In the decade between these two watershed outbreaks, almost 500 outbreaks of foodborne illness involving fresh produce were documented, publicized and led to some changes within the industry, yet what author Malcolm Gladwell would call a tipping point — "a point at which a slow gradual change becomes irreversible and then proceeds with gathering pace"(http://en.wikipedia.org/wiki/Tipping_Point) — in public awareness about produce-associated risks did not happen until the spinach E. coli O157:H7 outbreak in the fall of 2006. At what point did sufficient evidence exist to compel the fresh produce industry to embrace the kind of change the sector has heralded since 2007? And at what point will future evidence be deemed sufficient to initiate change within an industry?
In 1996, following extensive public and political discussions about microbial food safety in meat, the focus shifted to fresh fruits and vegetables, following an outbreak of Cyclospora cayetanesis ultimately linked to Guatemalan raspberries that sickened 1,465 in 21 U.S. states and two Canadian provinces (U.S. Centers for Disease Control and Prevention, 1997), and subsequently Odwalla. That same year, Beuchat (1996) published a review on pathogenic microorganisms in fresh fruits and vegetables and identified numerous pathways of contamination.
By 1997, researchers at CDC were stating that pathogens could contaminate at any point along the fresh produce food chain — at the farm, processing plant, transportation vehicle, retail store or foodservice operation and the home — and that by understanding where potential problems existed, it was possible to develop strategies to reduce risks of contamination. Researchers also reported that the use of pathogen-free water for washing would minimize risk of contamination.
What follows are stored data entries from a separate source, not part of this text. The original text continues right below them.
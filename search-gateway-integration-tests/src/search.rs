//! Tests for the search routes, from the caller's side through to the
//! mock upstream.

use anyhow::Result;
use httpmock::Method::GET;
use parameterized::parameterized;
use pretty_assertions::assert_eq;
use reqwest::StatusCode;
use serde_json::{json, Value};

use crate::{gateway_test, TestingTools};

/// A response in the shape the upstream news search returns.
const NEWS_BODY: &str = r#"{"lastBuildDate":"Tue, 01 Oct 2024 09:00:00 +0900","total":1,"start":1,"display":10,"items":[{"title":"<b>AI</b> news","originallink":"https://news.example.com/1","link":"https://n.news.example.com/1","description":"Something about <b>AI</b>","pubDate":"Tue, 01 Oct 2024 08:00:00 +0900"}]}"#;

#[actix_rt::test]
async fn news_search_is_forwarded_with_defaults() -> Result<()> {
    gateway_test(
        |_| (),
        |TestingTools {
             test_client,
             upstream_mock,
             ..
         }| async move {
            let mock = upstream_mock
                .mock_async(|when, then| {
                    when.method(GET)
                        .path("/v1/search/news.json")
                        .query_param("query", "AI")
                        .query_param("display", "10")
                        .query_param("start", "1")
                        .query_param("sort", "sim")
                        .header("x-naver-client-id", "test-client-id")
                        .header("x-naver-client-secret", "test-client-secret");
                    then.status(200)
                        .header("content-type", "application/json")
                        .body(NEWS_BODY);
                })
                .await;

            let response = test_client.get("/search/news?query=AI").send().await?;

            assert_eq!(response.status(), StatusCode::OK);
            assert_eq!(
                response
                    .headers()
                    .get("content-type")
                    .and_then(|value| value.to_str().ok()),
                Some("application/json")
            );
            assert_eq!(response.text().await?, NEWS_BODY);
            mock.assert_async().await;
            Ok(())
        },
    )
    .await
}

#[actix_rt::test]
async fn explicit_parameters_replace_defaults() -> Result<()> {
    gateway_test(
        |_| (),
        |TestingTools {
             test_client,
             upstream_mock,
             ..
         }| async move {
            let mock = upstream_mock
                .mock_async(|when, then| {
                    when.method(GET)
                        .path("/v1/search/blog.json")
                        .query_param("query", "rust")
                        .query_param("display", "100")
                        .query_param("start", "1000")
                        .query_param("sort", "date");
                    then.status(200).body(r#"{"items":[]}"#);
                })
                .await;

            let response = test_client
                .get("/search/blog?query=rust&display=100&start=1000&sort=date&unknown=ignored")
                .send()
                .await?;

            assert_eq!(response.status(), StatusCode::OK);
            let body: Value = response.json().await?;
            assert_eq!(body, json!({ "items": [] }));
            mock.assert_async().await;
            Ok(())
        },
    )
    .await
}

#[parameterized(endpoint = { "news", "blog", "image", "shop", "kin", "local" })]
fn every_endpoint_requires_a_query(endpoint: &str) {
    use pretty_assertions::assert_eq;
    actix_rt::System::new().block_on(gateway_test(
        |_| (),
        |TestingTools {
             test_client,
             upstream_mock,
             ..
         }| async move {
            let catch_all = upstream_mock
                .mock_async(|when, then| {
                    when.any_request();
                    then.status(200).body("{}");
                })
                .await;

            let response = test_client
                .get(&format!("/search/{}?display=1", endpoint))
                .send()
                .await
                .expect("failed to execute request");

            assert_eq!(response.status(), StatusCode::BAD_REQUEST);
            let body: Value = response.json().await.expect("error body is JSON");
            assert_eq!(
                body,
                json!({ "detail": "Missing required parameter `query`" })
            );
            assert_eq!(catch_all.hits_async().await, 0);
        },
    ))
}

#[parameterized(
    path = {
        "/search/local?query=cafe&display=10",
        "/search/news?query=AI&display=0",
        "/search/image?query=cat&start=1001",
        "/search/local?query=cafe&start=2",
    },
    expected = {
        "Parameter `display` must be between 1 and 5",
        "Parameter `display` must be between 1 and 100",
        "Parameter `start` must be between 1 and 1000",
        "Parameter `start` must be between 1 and 1",
    }
)]
fn out_of_range_integers_are_rejected(path: &str, expected: &str) {
    use pretty_assertions::assert_eq;
    actix_rt::System::new().block_on(gateway_test(
        |_| (),
        |TestingTools {
             test_client,
             upstream_mock,
             ..
         }| async move {
            let catch_all = upstream_mock
                .mock_async(|when, then| {
                    when.any_request();
                    then.status(200).body("{}");
                })
                .await;

            let response = test_client
                .get(path)
                .send()
                .await
                .expect("failed to execute request");

            assert_eq!(response.status(), StatusCode::BAD_REQUEST);
            let body: Value = response.json().await.expect("error body is JSON");
            assert_eq!(body, json!({ "detail": expected }));
            assert_eq!(catch_all.hits_async().await, 0);
        },
    ))
}

#[actix_rt::test]
async fn non_integer_values_are_rejected() -> Result<()> {
    gateway_test(
        |_| (),
        |TestingTools { test_client, .. }| async move {
            let response = test_client
                .get("/search/kin?query=rust&display=ten")
                .send()
                .await?;

            assert_eq!(response.status(), StatusCode::BAD_REQUEST);
            let body: Value = response.json().await?;
            assert_eq!(
                body,
                json!({ "detail": "Parameter `display` must be an integer" })
            );
            Ok(())
        },
    )
    .await
}

#[actix_rt::test]
async fn enumerated_values_are_rejected_with_the_allowed_list() -> Result<()> {
    gateway_test(
        |_| (),
        |TestingTools { test_client, .. }| async move {
            let response = test_client
                .get("/search/image?query=cat&filter=huge")
                .send()
                .await?;

            assert_eq!(response.status(), StatusCode::BAD_REQUEST);
            let body: Value = response.json().await?;
            assert_eq!(
                body,
                json!({ "detail": "Parameter `filter` must be one of: all, large, medium, small" })
            );
            Ok(())
        },
    )
    .await
}

#[actix_rt::test]
async fn shop_filters_are_passed_through() -> Result<()> {
    gateway_test(
        |_| (),
        |TestingTools {
             test_client,
             upstream_mock,
             ..
         }| async move {
            let mock = upstream_mock
                .mock_async(|when, then| {
                    when.method(GET)
                        .path("/v1/search/shop.json")
                        .query_param("query", "shoes")
                        .query_param("filter", "naverpay")
                        .query_param("exclude", "used:rental");
                    then.status(200).body(r#"{"total":0,"items":[]}"#);
                })
                .await;

            let response = test_client
                .get("/search/shop?query=shoes&filter=naverpay&exclude=used:rental")
                .send()
                .await?;

            assert_eq!(response.status(), StatusCode::OK);
            mock.assert_async().await;
            Ok(())
        },
    )
    .await
}

#[actix_rt::test]
async fn unknown_endpoints_are_not_found() -> Result<()> {
    gateway_test(
        |_| (),
        |TestingTools { test_client, .. }| async move {
            let response = test_client.get("/search/webkr?query=rust").send().await?;

            assert_eq!(response.status(), StatusCode::NOT_FOUND);
            let body: Value = response.json().await?;
            assert_eq!(body, json!({ "detail": "Unknown search endpoint `webkr`" }));
            Ok(())
        },
    )
    .await
}

#[actix_rt::test]
async fn upstream_errors_are_server_errors() -> Result<()> {
    gateway_test(
        |_| (),
        |TestingTools {
             test_client,
             upstream_mock,
             ..
         }| async move {
            upstream_mock
                .mock_async(|when, then| {
                    when.method(GET).path("/v1/search/news.json");
                    then.status(403).body(
                        r#"{"errorMessage":"Scope Status Invalid : Authentication failed.","errorCode":"024"}"#,
                    );
                })
                .await;

            let response = test_client.get("/search/news?query=AI").send().await?;

            assert_eq!(response.status(), StatusCode::INTERNAL_SERVER_ERROR);
            let body: Value = response.json().await?;
            let detail = body["detail"].as_str().expect("detail is a string");
            assert!(detail.contains("403"), "detail was {:?}", detail);
            assert!(detail.contains("Scope Status Invalid"), "detail was {:?}", detail);
            Ok(())
        },
    )
    .await
}

#[actix_rt::test]
async fn unreachable_upstream_is_a_generic_server_error() -> Result<()> {
    gateway_test(
        // Port 9 (discard) is not expected to be listening.
        |settings| settings.upstream.base_url = "http://127.0.0.1:9".to_string(),
        |TestingTools { test_client, .. }| async move {
            let response = test_client.get("/search/local?query=cafe").send().await?;

            assert_eq!(response.status(), StatusCode::INTERNAL_SERVER_ERROR);
            let body: Value = response.json().await?;
            assert_eq!(
                body,
                json!({ "detail": "Could not reach the upstream search API" })
            );
            Ok(())
        },
    )
    .await
}

#[actix_rt::test]
async fn searches_are_counted_by_outcome() -> Result<()> {
    gateway_test(
        |_| (),
        |TestingTools {
             test_client,
             upstream_mock,
             mut metrics_watcher,
             ..
         }| async move {
            upstream_mock
                .mock_async(|when, then| {
                    when.method(GET).path("/v1/search/news.json");
                    then.status(200).body(NEWS_BODY);
                })
                .await;

            test_client.get("/search/news?query=AI").send().await?;
            test_client.get("/search/local?query=cafe&display=9").send().await?;

            assert!(
                metrics_watcher.has_incr(
                    "search.request",
                    &[("endpoint", "news"), ("outcome", "success")]
                ),
                "metrics were {:?}",
                metrics_watcher.all_lines()
            );
            assert!(
                metrics_watcher.has_incr(
                    "search.request",
                    &[("endpoint", "local"), ("outcome", "invalid")]
                ),
                "metrics were {:?}",
                metrics_watcher.all_lines()
            );
            Ok(())
        },
    )
    .await
}

#[actix_rt::test]
async fn search_requests_are_timed_by_route() -> Result<()> {
    gateway_test(
        |_| (),
        |TestingTools {
             test_client,
             upstream_mock,
             mut metrics_watcher,
             ..
         }| async move {
            upstream_mock
                .mock_async(|when, then| {
                    when.method(GET).path("/v1/search/blog.json");
                    then.status(200).body(r#"{"items":[]}"#);
                })
                .await;

            let response = test_client.get("/search/blog?query=rust").send().await?;
            assert_eq!(response.status(), StatusCode::OK);

            assert!(
                metrics_watcher.has(|line| line.starts_with("request.duration:")
                    && line.contains("|ms")
                    && line.contains("path:/search/{endpoint}")
                    && line.contains("status:200")),
                "metrics were {:?}",
                metrics_watcher.all_lines()
            );
            Ok(())
        },
    )
    .await
}

#[actix_rt::test]
async fn undecodable_values_are_validated_like_any_other() -> Result<()> {
    gateway_test(
        |_| (),
        |TestingTools { test_client, .. }| async move {
            let response = test_client
                .get("/search/news?query=ai&display=%FF")
                .send()
                .await?;

            assert_eq!(response.status(), StatusCode::BAD_REQUEST);
            let body: Value = response.json().await?;
            assert_eq!(
                body,
                json!({ "detail": "Parameter `display` must be an integer" })
            );
            Ok(())
        },
    )
    .await
}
Yet it would take a decade and some 29 leafy green-related outbreaks before spinach in 2006 became a tipping point.
What was absent in this decade of outbreaks, letters from regulators, plans from industry associations and media accounts, was verification that farmers and others in the farm-to-fork food safety system were seriously internalizing the messages about risk, the numbers of sick people, and translating such information into front-line food safety behavioral change.
Today, according to Schoch, major food and retail chains, from McDonald’s to Walmart, want proof that their lettuce is as clean as any natural product can be.
That means no cattle grazing uphill from a spinach farm, no roaming wild pigs, no farm crews without hairnets or gloves, no missing reports.
Some food chains even send inspectors unannounced.
"They’ll be the Toyota Camry with the Hertz sticker on the edge of the field, looking with binoculars," said Mike Dobler, 50, a third-generation grower who works with his family on a large-scale vegetable farm based in Watsonville.
"They’re looking to see if you’re doing what you say you’re doing," Dobler said.
Before September 2006, he said, "we were taken at our word, and nobody asked."
Actually, lots of people asked, including FDA, state public health types, journalists, lawyers and academics. Growers apparently just didn’t pay attention.